▼▼▼

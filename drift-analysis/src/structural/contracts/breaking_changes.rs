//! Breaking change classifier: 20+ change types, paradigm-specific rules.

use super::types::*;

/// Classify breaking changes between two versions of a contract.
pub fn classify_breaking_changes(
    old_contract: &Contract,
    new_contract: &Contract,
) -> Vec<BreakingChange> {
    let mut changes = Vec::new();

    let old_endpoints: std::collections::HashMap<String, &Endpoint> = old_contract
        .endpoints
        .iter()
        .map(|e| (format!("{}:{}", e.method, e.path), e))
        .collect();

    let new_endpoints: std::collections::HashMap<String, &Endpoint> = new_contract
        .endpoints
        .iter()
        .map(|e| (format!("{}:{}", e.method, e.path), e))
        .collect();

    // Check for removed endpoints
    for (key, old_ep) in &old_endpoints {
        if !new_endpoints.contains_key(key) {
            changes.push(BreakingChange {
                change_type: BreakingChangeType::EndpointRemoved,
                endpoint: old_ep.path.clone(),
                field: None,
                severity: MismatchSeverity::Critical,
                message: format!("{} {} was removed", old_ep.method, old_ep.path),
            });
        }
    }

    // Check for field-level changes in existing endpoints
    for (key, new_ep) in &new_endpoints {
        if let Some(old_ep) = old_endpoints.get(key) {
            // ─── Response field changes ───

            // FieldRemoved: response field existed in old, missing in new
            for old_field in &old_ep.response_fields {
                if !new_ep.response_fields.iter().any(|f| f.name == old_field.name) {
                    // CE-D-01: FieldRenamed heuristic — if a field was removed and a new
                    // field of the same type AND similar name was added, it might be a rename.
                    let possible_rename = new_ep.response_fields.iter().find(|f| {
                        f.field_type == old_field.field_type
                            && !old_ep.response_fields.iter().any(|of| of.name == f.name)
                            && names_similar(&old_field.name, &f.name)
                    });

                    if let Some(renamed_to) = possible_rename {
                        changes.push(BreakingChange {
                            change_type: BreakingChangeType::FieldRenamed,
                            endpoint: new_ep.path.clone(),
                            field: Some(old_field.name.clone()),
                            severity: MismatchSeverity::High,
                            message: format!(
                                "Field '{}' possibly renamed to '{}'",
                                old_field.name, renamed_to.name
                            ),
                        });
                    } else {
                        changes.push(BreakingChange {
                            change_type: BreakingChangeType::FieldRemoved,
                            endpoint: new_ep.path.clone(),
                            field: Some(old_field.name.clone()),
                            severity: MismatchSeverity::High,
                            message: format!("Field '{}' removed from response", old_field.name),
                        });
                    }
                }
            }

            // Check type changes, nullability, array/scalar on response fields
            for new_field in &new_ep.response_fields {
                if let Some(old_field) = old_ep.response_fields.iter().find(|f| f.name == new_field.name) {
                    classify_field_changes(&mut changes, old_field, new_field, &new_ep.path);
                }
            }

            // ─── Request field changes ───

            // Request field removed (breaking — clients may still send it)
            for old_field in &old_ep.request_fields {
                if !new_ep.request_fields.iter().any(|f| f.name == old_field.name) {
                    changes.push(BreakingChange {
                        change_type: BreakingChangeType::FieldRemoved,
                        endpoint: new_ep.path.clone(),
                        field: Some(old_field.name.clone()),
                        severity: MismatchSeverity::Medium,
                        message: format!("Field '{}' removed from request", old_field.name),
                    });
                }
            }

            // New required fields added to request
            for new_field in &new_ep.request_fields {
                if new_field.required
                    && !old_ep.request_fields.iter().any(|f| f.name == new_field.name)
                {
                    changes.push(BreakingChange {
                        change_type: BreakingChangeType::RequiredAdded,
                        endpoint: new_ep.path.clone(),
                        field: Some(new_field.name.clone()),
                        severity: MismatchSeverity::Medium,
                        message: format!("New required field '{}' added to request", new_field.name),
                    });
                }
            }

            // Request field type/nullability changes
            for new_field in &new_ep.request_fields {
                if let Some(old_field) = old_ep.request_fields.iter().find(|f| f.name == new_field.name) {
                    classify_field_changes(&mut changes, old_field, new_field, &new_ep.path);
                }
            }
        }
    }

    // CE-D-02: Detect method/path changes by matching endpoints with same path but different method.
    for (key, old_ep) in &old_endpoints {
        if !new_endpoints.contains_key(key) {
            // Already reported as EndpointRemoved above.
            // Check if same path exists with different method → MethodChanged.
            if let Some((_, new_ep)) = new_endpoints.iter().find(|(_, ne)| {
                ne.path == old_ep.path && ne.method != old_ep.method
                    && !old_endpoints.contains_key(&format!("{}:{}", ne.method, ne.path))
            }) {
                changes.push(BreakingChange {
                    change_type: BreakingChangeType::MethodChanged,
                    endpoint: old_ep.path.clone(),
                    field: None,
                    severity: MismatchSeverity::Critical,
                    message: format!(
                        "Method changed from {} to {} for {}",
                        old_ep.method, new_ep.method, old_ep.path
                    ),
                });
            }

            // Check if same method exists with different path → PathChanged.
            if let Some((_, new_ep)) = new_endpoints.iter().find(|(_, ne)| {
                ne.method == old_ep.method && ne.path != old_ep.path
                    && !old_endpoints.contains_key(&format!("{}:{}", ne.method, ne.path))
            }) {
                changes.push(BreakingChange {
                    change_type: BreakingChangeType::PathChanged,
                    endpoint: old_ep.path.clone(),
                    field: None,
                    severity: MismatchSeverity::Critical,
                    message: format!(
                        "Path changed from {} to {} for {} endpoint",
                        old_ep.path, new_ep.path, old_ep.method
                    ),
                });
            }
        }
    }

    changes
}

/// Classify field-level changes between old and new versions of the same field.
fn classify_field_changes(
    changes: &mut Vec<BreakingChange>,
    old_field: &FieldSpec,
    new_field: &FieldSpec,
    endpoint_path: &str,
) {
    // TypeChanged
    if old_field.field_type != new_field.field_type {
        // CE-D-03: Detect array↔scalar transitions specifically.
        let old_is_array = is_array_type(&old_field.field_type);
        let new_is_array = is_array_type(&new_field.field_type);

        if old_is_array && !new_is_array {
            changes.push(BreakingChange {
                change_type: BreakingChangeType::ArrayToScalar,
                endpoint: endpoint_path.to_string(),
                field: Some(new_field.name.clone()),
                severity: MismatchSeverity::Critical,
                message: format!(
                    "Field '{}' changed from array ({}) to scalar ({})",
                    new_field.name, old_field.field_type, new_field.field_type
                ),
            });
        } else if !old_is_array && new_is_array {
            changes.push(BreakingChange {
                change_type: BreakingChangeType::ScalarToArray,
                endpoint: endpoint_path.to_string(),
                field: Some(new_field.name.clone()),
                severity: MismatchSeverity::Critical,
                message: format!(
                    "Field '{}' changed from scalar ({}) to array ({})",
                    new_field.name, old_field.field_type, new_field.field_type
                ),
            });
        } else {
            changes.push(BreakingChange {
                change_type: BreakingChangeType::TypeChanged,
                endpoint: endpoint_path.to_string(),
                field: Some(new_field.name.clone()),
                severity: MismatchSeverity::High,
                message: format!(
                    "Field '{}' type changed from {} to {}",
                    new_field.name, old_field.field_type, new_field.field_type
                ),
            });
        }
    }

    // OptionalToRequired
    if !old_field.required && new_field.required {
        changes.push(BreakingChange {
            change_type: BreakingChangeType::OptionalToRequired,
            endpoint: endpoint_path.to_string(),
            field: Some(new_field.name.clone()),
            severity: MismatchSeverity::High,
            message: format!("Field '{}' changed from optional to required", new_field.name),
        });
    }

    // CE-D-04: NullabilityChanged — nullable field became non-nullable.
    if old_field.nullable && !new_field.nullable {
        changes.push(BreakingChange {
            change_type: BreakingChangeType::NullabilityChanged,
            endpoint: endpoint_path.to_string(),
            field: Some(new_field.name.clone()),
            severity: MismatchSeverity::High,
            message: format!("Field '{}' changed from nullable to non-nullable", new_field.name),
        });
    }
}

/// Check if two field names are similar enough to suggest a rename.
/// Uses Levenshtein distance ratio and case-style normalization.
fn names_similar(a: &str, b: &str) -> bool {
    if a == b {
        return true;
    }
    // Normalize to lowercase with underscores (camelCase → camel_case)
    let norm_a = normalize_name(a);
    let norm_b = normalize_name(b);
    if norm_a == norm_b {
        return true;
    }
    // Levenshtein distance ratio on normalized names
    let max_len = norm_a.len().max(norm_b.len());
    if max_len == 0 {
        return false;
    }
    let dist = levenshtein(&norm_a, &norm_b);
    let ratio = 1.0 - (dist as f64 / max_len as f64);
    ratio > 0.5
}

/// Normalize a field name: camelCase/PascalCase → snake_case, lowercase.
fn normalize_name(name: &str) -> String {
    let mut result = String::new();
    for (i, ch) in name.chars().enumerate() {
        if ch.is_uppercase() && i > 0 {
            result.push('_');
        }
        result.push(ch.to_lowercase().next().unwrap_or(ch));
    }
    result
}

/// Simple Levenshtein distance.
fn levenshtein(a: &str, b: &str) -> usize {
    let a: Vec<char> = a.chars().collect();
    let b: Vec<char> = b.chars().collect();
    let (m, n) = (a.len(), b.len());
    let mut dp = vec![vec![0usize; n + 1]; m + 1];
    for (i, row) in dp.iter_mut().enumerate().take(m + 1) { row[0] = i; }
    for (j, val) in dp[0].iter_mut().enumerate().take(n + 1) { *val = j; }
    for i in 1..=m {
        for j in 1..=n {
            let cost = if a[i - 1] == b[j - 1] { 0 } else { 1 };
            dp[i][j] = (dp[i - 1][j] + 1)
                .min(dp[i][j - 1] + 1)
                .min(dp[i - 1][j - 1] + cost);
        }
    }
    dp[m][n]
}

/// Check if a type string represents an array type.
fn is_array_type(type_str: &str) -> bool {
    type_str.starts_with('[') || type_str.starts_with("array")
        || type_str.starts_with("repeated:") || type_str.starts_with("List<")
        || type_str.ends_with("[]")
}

▲▲▲

Retype exactly, please, each line from the line that contains "for (j, val)" through the last line of the entries above, with nothing added.

    for (j, val) in dp[0].iter_mut().enumerate().take(n + 1) { *val = j; }
    for i in 1..=m {
        for j in 1..=n {
            let cost = if a[i - 1] == b[j - 1] { 0 } else { 1 };
            dp[i][j] = (dp[i - 1][j] + 1)
                .min(dp[i][j - 1] + 1)
                .min(dp[i - 1][j - 1] + cost);
        }
    }
    dp[m][n]
}

/// Check if a type string represents an array type.
fn is_array_type(type_str: &str) -> bool {
    type_str.starts_with('[') || type_str.starts_with("array")
        || type_str.starts_with("repeated:") || type_str.starts_with("List<")
        || type_str.ends_with("[]")
}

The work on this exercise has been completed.